What is Data Mining?

Data mining is an integrated application in the Data Warehouse and describes a systematic process for pattern recognition in large data sets to identify conclusions and relationships. Using statistical methods, or genetic algorithms, data files can be automatically searched for statistical anomalies, patterns or rules.

Wikipedia defines Data Mining as “Data mining is an interdisciplinary subfield of computer science. It is the computational process of discovering patterns in large data sets involving methods at the intersection of artificial intelligence, machine learning, statistics, and database systems.
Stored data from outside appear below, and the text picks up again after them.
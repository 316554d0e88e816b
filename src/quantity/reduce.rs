use std::collections::BTreeMap;

use indexmap::{IndexMap, IndexSet};

use super::storage::{Backend, Storage};
use super::{Axis, Label, Quantity};
use crate::error::QuantityError;

impl Quantity {
    /// Sums over `dims`, or over every dimension when `dims` is empty.
    /// The unit is kept.
    pub fn sum<S: AsRef<str>>(&self, dims: &[S]) -> Result<Quantity, QuantityError> {
        let drop: IndexSet<usize> = if dims.is_empty() {
            (0..self.axes.len()).collect()
        } else {
            dims.iter()
                .map(|d| self.position(d.as_ref()))
                .collect::<Result<IndexSet<_>, _>>()?
        };

        let keep: Vec<usize> = (0..self.axes.len())
            .filter(|p| !drop.contains(p))
            .collect();
        let axes: Vec<Axis> = keep.iter().map(|&p| self.axes[p].clone()).collect();
        let shape: Vec<usize> = axes.iter().map(Axis::len).collect();

        let mut out: BTreeMap<Vec<usize>, f64> = BTreeMap::new();
        for (index, value) in self.storage.cells(&self.shape()) {
            let reduced = keep.iter().map(|&p| index[p]).collect();
            *out.entry(reduced).or_insert(0.0) += value;
        }

        let mut storage = Storage::empty(self.backend(), &shape);
        for (index, value) in out {
            storage.insert(&shape, index, value);
        }

        Ok(Quantity::from_storage(axes, storage, self.unit.clone()))
    }

    /// `Σ(self·weights) / Σweights` over `dims`, or over every dimension of
    /// `self` when `dims` is empty.
    pub fn sum_weighted<S: AsRef<str>>(
        &self,
        weights: &Quantity,
        dims: &[S],
    ) -> Result<Quantity, QuantityError> {
        let dims: Vec<&str> = if dims.is_empty() {
            self.dims().collect()
        } else {
            dims.iter().map(|d| d.as_ref()).collect()
        };
        let weight_dims: Vec<&str> = dims
            .iter()
            .copied()
            .filter(|d| weights.axis(d).is_some())
            .collect();

        let numerator = self.mul(weights).sum(&dims)?;
        let denominator = if weight_dims.is_empty() {
            weights.clone()
        } else {
            weights.sum(&weight_dims)?
        };
        Ok(numerator.div(&denominator))
    }

    /// Keeps the coordinates `labels` of `dim`, in the given order.
    pub fn sel(&self, dim: &str, labels: &[Label]) -> Result<Quantity, QuantityError> {
        let pos = self.position(dim)?;
        let axis = &self.axes[pos];

        let picked = labels
            .iter()
            .map(|label| {
                axis.position(label)
                    .ok_or_else(|| QuantityError::MissingLabel {
                        dim: dim.to_string(),
                        label: label.to_string(),
                    })
            })
            .collect::<Result<Vec<_>, _>>()?;

        let mut axes = self.axes.clone();
        axes[pos] = Axis::new(dim, labels.iter().cloned())?;
        let shape: Vec<usize> = axes.iter().map(Axis::len).collect();

        let mut storage = Storage::empty(self.backend(), &shape);
        for (mut index, value) in self.storage.cells(&self.shape()) {
            if let Some(new) = picked.iter().position(|&i| i == index[pos]) {
                index[pos] = new;
                storage.insert(&shape, index, value);
            }
        }

        Ok(Quantity {
            axes,
            storage,
            ..self.clone()
        })
    }

    /// Picks one coordinate of `dim` and drops the axis.
    pub fn sel_one(&self, dim: &str, label: &Label) -> Result<Quantity, QuantityError> {
        self.sel(dim, std::slice::from_ref(label))?.squeeze(dim)
    }

    /// Applies [`Quantity::sel`] for every `(dim, labels)` pair.
    pub fn select<I, S>(&self, indexers: I) -> Result<Quantity, QuantityError>
    where
        I: IntoIterator<Item = (S, Vec<Label>)>,
        S: AsRef<str>,
    {
        let mut out = self.clone();
        for (dim, labels) in indexers {
            out = out.sel(dim.as_ref(), &labels)?;
        }
        Ok(out)
    }

    fn squeeze(&self, dim: &str) -> Result<Quantity, QuantityError> {
        let pos = self.position(dim)?;
        if self.axes[pos].len() != 1 {
            return Err(QuantityError::Shape(format!(
                "cannot squeeze '{dim}' of length {}",
                self.axes[pos].len()
            )));
        }
        self.sum(&[dim])
    }

    /// Concatenates `parts` along the existing dimension `dim`. Every part
    /// must have the same dimensions; values are converted into the unit of
    /// the first part.
    pub fn concat(parts: &[Quantity], dim: &str) -> Result<Quantity, QuantityError> {
        let Some((first, rest)) = parts.split_first() else {
            return Err(QuantityError::Shape("nothing to concatenate".into()));
        };
        first.position(dim)?;

        let mut out = first.clone();
        for part in rest {
            same_dims(first, part)?;
            let part = part.convert_units(&first.unit).map_err(|_| {
                QuantityError::IncompatibleUnits {
                    left: first.unit.to_string(),
                    right: part.unit.to_string(),
                }
            })?;
            out = out.merge_disjoint(&part)?;
        }
        Ok(out)
    }

    /// Concatenates `parts` along a new leading dimension `dim`, with one
    /// coordinate per part.
    pub fn concat_new(parts: &[(Label, Quantity)], dim: &str) -> Result<Quantity, QuantityError> {
        let mut expanded = Vec::with_capacity(parts.len());
        for (label, part) in parts {
            if part.axis(dim).is_some() {
                return Err(QuantityError::DuplicateDimension(dim.to_string()));
            }
            expanded.push(part.expand_dim(dim, label.clone())?);
        }
        Quantity::concat(&expanded, dim)
    }

    /// Adds a length-one leading axis.
    fn expand_dim(&self, dim: &str, label: Label) -> Result<Quantity, QuantityError> {
        let mut axes = vec![Axis::new(dim, [label])?];
        axes.extend(self.axes.iter().cloned());
        let shape: Vec<usize> = axes.iter().map(Axis::len).collect();

        let mut storage = Storage::empty(self.backend(), &shape);
        for (index, value) in self.storage.cells(&self.shape()) {
            let mut full = Vec::with_capacity(index.len() + 1);
            full.push(0);
            full.extend(index);
            storage.insert(&shape, full, value);
        }

        Ok(Quantity {
            axes,
            storage,
            ..self.clone()
        })
    }

    /// Union of two quantities with the same dimensions, failing if any
    /// cell is populated in both.
    fn merge_disjoint(&self, other: &Quantity) -> Result<Quantity, QuantityError> {
        let mut axes = self.axes.clone();
        let mut remaps = Vec::with_capacity(other.axes.len());
        for axis in &other.axes {
            let pos = self.position(axis.name())?;
            let (union, remap) = axes[pos].union(axis);
            axes[pos] = union;
            remaps.push((pos, remap));
        }
        let shape: Vec<usize> = axes.iter().map(Axis::len).collect();

        let backend = match (self.backend(), other.backend()) {
            (Backend::Dense, Backend::Dense) => Backend::Dense,
            _ => Backend::Sparse,
        };
        let mut storage = Storage::empty(backend, &shape);
        for (index, value) in self.storage.cells(&self.shape()) {
            storage.insert(&shape, index, value);
        }
        for (index, value) in other.storage.cells(&other.shape()) {
            let mut cell = vec![0; shape.len()];
            for ((pos, remap), &i) in remaps.iter().zip(&index) {
                cell[*pos] = remap[i];
            }
            if storage.get(&shape, &cell).is_some() {
                let labels: Vec<String> = axes
                    .iter()
                    .zip(&cell)
                    .filter_map(|(a, &i)| a.label(i).map(Label::to_string))
                    .collect();
                return Err(QuantityError::Overlap {
                    labels: format!("({})", labels.join(", ")),
                });
            }
            storage.insert(&shape, cell, value);
        }

        Ok(Quantity {
            axes,
            storage,
            ..self.clone()
        })
    }

    /// Sums groups of coordinates of `dim` into new coordinates.
    ///
    /// Group members absent from the axis are skipped. With `keep`, the
    /// original coordinates stay and the groups are appended after them.
    pub fn aggregate(
        &self,
        dim: &str,
        groups: &IndexMap<Label, Vec<Label>>,
        keep: bool,
    ) -> Result<Quantity, QuantityError> {
        let pos = self.position(dim)?;
        let axis = &self.axes[pos];

        let mut labels: Vec<Label> = if keep {
            axis.labels().cloned().collect()
        } else {
            vec![]
        };
        labels.extend(groups.keys().cloned());
        let new_axis = Axis::new(dim, labels)?;

        // Old coordinate index -> every new coordinate it contributes to.
        let mut targets: Vec<Vec<usize>> = vec![vec![]; axis.len()];
        if keep {
            for (i, t) in targets.iter_mut().enumerate() {
                t.push(i);
            }
        }
        for (group, members) in groups {
            let Some(target) = new_axis.position(group) else {
                continue;
            };
            for member in members {
                if let Some(source) = axis.position(member) {
                    targets[source].push(target);
                }
            }
        }

        let mut axes = self.axes.clone();
        axes[pos] = new_axis;
        let shape: Vec<usize> = axes.iter().map(Axis::len).collect();

        let mut out: BTreeMap<Vec<usize>, f64> = BTreeMap::new();
        for (index, value) in self.storage.cells(&self.shape()) {
            for &target in &targets[index[pos]] {
                let mut cell = index.clone();
                cell[pos] = target;
                *out.entry(cell).or_insert(0.0) += value;
            }
        }

        let mut storage = Storage::empty(self.backend(), &shape);
        for (index, value) in out {
            storage.insert(&shape, index, value);
        }

        Ok(Quantity {
            axes,
            storage,
            ..self.clone()
        })
    }
}

fn same_dims(a: &Quantity, b: &Quantity) -> Result<(), QuantityError> {
    let mut da: Vec<&str> = a.dims().collect();
    let mut db: Vec<&str> = b.dims().collect();
    da.sort_unstable();
    db.sort_unstable();
    if da != db {
        return Err(QuantityError::Shape(format!(
            "dimensions {da:?} and {db:?} differ"
        )));
    }
    Ok(())
}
The overall goal of the data mining process is to extract information from a data set and transform it into an understandable structure for further use.”

Data mining is a new approach to data:

  • Data Mining is not a simple use of statistical formulas.
  • Data Mining is part of a key process to collect and use data.
  • Data Mining is not just Excel spreadsheets with simple fields
  • Data Mining is a recovery of data by computer and statistical techniques.
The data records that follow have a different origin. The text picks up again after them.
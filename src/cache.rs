//! Fingerprinted, content-addressed storage of computed values.
//!
//! A call is identified by the operator name and the canonical form of every
//! argument. Two arguments that canonicalize identically are the same as far
//! as the cache is concerned, even if they are distinct objects or use a
//! different backend. An argument with no canonical form makes the call
//! uncacheable: it is computed every time and never stored.
//!
//! Entries are never invalidated automatically. Nothing coordinates two
//! processes computing the same fingerprint at the same time; both compute,
//! and the later rename wins.
use std::fs::{self, File};
use std::io::{BufReader, BufWriter};
use std::sync::Arc;

use camino::{Utf8Path, Utf8PathBuf};
use serde::Serialize;
use serde::de::DeserializeOwned;

use crate::config::Config;
use crate::core::{Blake3Hasher, Dynamic, Hash32};
use crate::error::{CacheError, Uncacheable};
use crate::key::Key;
use crate::quantity::{Label, Quantity};
use crate::task::Operator;
use crate::units::Unit;

/// Values with a stable, backend-independent hash.
pub trait Canonical {
    fn canonicalize(&self, hasher: &mut Blake3Hasher);
}

// One tag byte per type keeps e.g. `1i64` and `1.0f64` apart.
const TAG_F64: u8 = 1;
const TAG_I64: u8 = 2;
const TAG_BOOL: u8 = 3;
const TAG_STR: u8 = 4;
const TAG_PATH: u8 = 5;
const TAG_SEQ: u8 = 6;
const TAG_NONE: u8 = 7;
const TAG_SOME: u8 = 8;
const TAG_LABEL: u8 = 9;
const TAG_UNIT: u8 = 10;
const TAG_KEY: u8 = 11;
const TAG_QUANTITY: u8 = 12;
const TAG_CONFIG: u8 = 13;

impl Canonical for f64 {
    fn canonicalize(&self, hasher: &mut Blake3Hasher) {
        hasher.write_tag(TAG_F64).write_f64(*self);
    }
}

impl Canonical for i64 {
    fn canonicalize(&self, hasher: &mut Blake3Hasher) {
        hasher.write_tag(TAG_I64).write_i64(*self);
    }
}

impl Canonical for i32 {
    fn canonicalize(&self, hasher: &mut Blake3Hasher) {
        i64::from(*self).canonicalize(hasher);
    }
}

impl Canonical for bool {
    fn canonicalize(&self, hasher: &mut Blake3Hasher) {
        hasher.write_tag(TAG_BOOL).write_u64(u64::from(*self));
    }
}

impl Canonical for str {
    fn canonicalize(&self, hasher: &mut Blake3Hasher) {
        hasher.write_tag(TAG_STR).write_str(self);
    }
}

impl Canonical for String {
    fn canonicalize(&self, hasher: &mut Blake3Hasher) {
        self.as_str().canonicalize(hasher);
    }
}

impl Canonical for &'static str {
    fn canonicalize(&self, hasher: &mut Blake3Hasher) {
        (*self).canonicalize(hasher);
    }
}

impl Canonical for Utf8PathBuf {
    fn canonicalize(&self, hasher: &mut Blake3Hasher) {
        hasher.write_tag(TAG_PATH).write_str(self.as_str());
    }
}

impl<T: Canonical> Canonical for Vec<T> {
    fn canonicalize(&self, hasher: &mut Blake3Hasher) {
        hasher.write_tag(TAG_SEQ).write_u64(self.len() as u64);
        for item in self {
            item.canonicalize(hasher);
        }
    }
}

impl<T: Canonical> Canonical for Option<T> {
    fn canonicalize(&self, hasher: &mut Blake3Hasher) {
        match self {
            None => {
                hasher.write_tag(TAG_NONE);
            }
            Some(value) => {
                hasher.write_tag(TAG_SOME);
                value.canonicalize(hasher);
            }
        }
    }
}

impl Canonical for Label {
    fn canonicalize(&self, hasher: &mut Blake3Hasher) {
        hasher.write_tag(TAG_LABEL);
        match self {
            Label::Int(i) => i.canonicalize(hasher),
            Label::Str(s) => s.canonicalize(hasher),
        }
    }
}

impl Canonical for Unit {
    fn canonicalize(&self, hasher: &mut Blake3Hasher) {
        hasher
            .write_tag(TAG_UNIT)
            .write_str(&self.to_string())
            .write_f64(self.scale());
        for (dim, exp) in self.base() {
            hasher.write_str(dim).write_i64(exp.into());
        }
    }
}

impl Canonical for Key {
    fn canonicalize(&self, hasher: &mut Blake3Hasher) {
        hasher.write_tag(TAG_KEY).write_str(self.as_str());
    }
}

impl Canonical for Quantity {
    fn canonicalize(&self, hasher: &mut Blake3Hasher) {
        let (dims, cells) = self.sorted_cells();

        hasher.write_tag(TAG_QUANTITY);
        self.unit().canonicalize(hasher);
        hasher.write_u64(dims.len() as u64);
        for dim in dims {
            hasher.write_str(dim);
            if let Some(axis) = self.axis(dim) {
                hasher.write_u64(axis.len() as u64);
                for label in axis.labels() {
                    label.canonicalize(hasher);
                }
            }
        }
        hasher.write_u64(cells.len() as u64);
        for (labels, value) in cells {
            for label in &labels {
                label.canonicalize(hasher);
            }
            hasher.write_f64(value);
        }
    }
}

/// Hashes the JSON form of `config`. Serialization is field-ordered and
/// `IndexMap`s keep insertion order.
fn canonicalize_config(config: &Config, hasher: &mut Blake3Hasher) -> bool {
    match serde_json::to_string(config) {
        Ok(text) => {
            hasher.write_tag(TAG_CONFIG).write_str(&text);
            true
        }
        Err(e) => {
            tracing::debug!("Configuration has no canonical form: {e}");
            false
        }
    }
}

/// Canonicalizes a type-erased argument by trying every known type.
fn canonicalize_dynamic(value: &Dynamic, hasher: &mut Blake3Hasher) -> bool {
    if let Some(config) = value.downcast_ref::<Config>() {
        return canonicalize_config(config, hasher);
    }

    macro_rules! try_types {
        ($($ty:ty),* $(,)?) => {
            $(
                if let Some(v) = value.downcast_ref::<$ty>() {
                    v.canonicalize(hasher);
                    return true;
                }
            )*
        };
    }

    try_types!(
        Quantity,
        Key,
        Unit,
        Label,
        f64,
        i64,
        i32,
        bool,
        String,
        &'static str,
        Utf8PathBuf,
        Vec<Label>,
        Vec<String>,
        Vec<f64>,
        Vec<i64>,
        Option<f64>,
        Option<String>,
    );

    false
}

/// Fingerprint of calling `name` with `args`.
pub fn fingerprint(name: &str, args: &[Dynamic]) -> Result<Hash32, Uncacheable> {
    let mut hasher = Blake3Hasher::new();
    hasher.write_str(name).write_u64(args.len() as u64);

    for (position, arg) in args.iter().enumerate() {
        if !canonicalize_dynamic(arg, &mut hasher) {
            return Err(Uncacheable { position });
        }
    }

    Ok(hasher.finish())
}

/// A directory of CBOR-encoded results, one file per fingerprint.
#[derive(Debug, Clone)]
pub struct CacheStore {
    dir: Utf8PathBuf,
    skip: bool,
}

impl CacheStore {
    /// With `skip`, stored entries are ignored and overwritten.
    pub fn new(dir: impl Into<Utf8PathBuf>, skip: bool) -> Self {
        Self {
            dir: dir.into(),
            skip,
        }
    }

    pub fn from_config(config: &Config) -> Self {
        Self::new(config.cache_path(), config.cache_skip)
    }

    pub fn dir(&self) -> &Utf8Path {
        &self.dir
    }

    pub fn path(&self, name: &str, hash: Hash32) -> Utf8PathBuf {
        self.dir.join(format!("{name}-{}.cbor", hash.to_hex()))
    }

    pub fn load<T: DeserializeOwned>(&self, path: &Utf8Path) -> Result<Option<T>, CacheError> {
        if self.skip || !path.exists() {
            return Ok(None);
        }

        let file = File::open(path)?;
        let value = ciborium::from_reader(BufReader::new(file))?;
        Ok(Some(value))
    }

    /// Writes to a temporary file next to `path`, then renames it into
    /// place, so readers never observe a partial entry.
    pub fn store<T: Serialize>(&self, path: &Utf8Path, value: &T) -> Result<(), CacheError> {
        fs::create_dir_all(&self.dir)?;

        let temp = path.with_extension(format!("cbor.{}.tmp", std::process::id()));
        {
            let file = File::create(&temp)?;
            let mut writer = BufWriter::new(file);
            ciborium::into_writer(value, &mut writer)?;
            writer.into_inner().map_err(|e| e.into_error())?.sync_all()?;
        }
        fs::rename(&temp, path)?;
        Ok(())
    }

    /// Returns the stored value for this call, or computes and stores it.
    pub fn get_or_compute<T, F>(&self, name: &str, args: &[Dynamic], compute: F) -> anyhow::Result<T>
    where
        T: Serialize + DeserializeOwned,
        F: FnOnce(&[Dynamic]) -> anyhow::Result<T>,
    {
        let hash = match fingerprint(name, args) {
            Ok(hash) => hash,
            Err(e) => {
                tracing::debug!("Not caching {name}(...): {e}");
                return compute(args);
            }
        };

        let path = self.path(name, hash);
        let short = format!("{name}(<{}…>)", hash.short());

        if let Some(value) = self.load(&path)? {
            tracing::info!("Cache hit for {short}");
            return Ok(value);
        }

        tracing::info!("Cache miss for {short}");
        let value = compute(args)?;
        self.store(&path, &value)?;
        Ok(value)
    }
}

/// Wraps `func` as an operator whose results are kept in `store`.
pub fn cached<T, F>(store: CacheStore, name: &str, func: F) -> Operator
where
    T: Serialize + DeserializeOwned + Send + Sync + 'static,
    F: Fn(&[Dynamic]) -> anyhow::Result<T> + Send + Sync + 'static,
{
    tracing::debug!("Wrapping {name} in a cache at {}", store.dir);

    let key = name.to_string();
    Operator::new(name, move |args| {
        let value = store.get_or_compute(&key, args, &func)?;
        Ok(Arc::new(value) as Dynamic)
    })
}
What are the practical applications with Data Mining?

  • Automated prediction of trends and behaviors
  • Automated discovery of unknown models

Data Mining is said to be the 8 Data Analysis Techniques Every Manager Should Understand: 

  • Correlation Analysis
  • Regression Analysis
  • Data Visualization
  • Scenario Analysis
  • Data mining
  • Monte Carlo Simulation
  • Neural Networks
  • A/B Testing

What are the data mining parameters?

  • Association - the search for patterns in which an event is connected to another event;
  • Sequence or path analysis - looking for patterns where one event to another, later event leads;
  • Classification - the search for new patterns (which leads eventually to the fact that the nature of changes, how the data is organized);
  • Clustering - finding and visual documentation of previously unknown facts groups;
  • Prediction - discovering patterns in data that can lead to meaningful predictions about the future (the area of data mining is also called predictive analytics refers).

What is Predictive Analytics?

According to Wikipedia, “Predictive analytics encompasses a variety of statistical techniques from predictive modeling, machine learning, and data mining that analyze current and historical facts to make predictions about future or otherwise unknown events.”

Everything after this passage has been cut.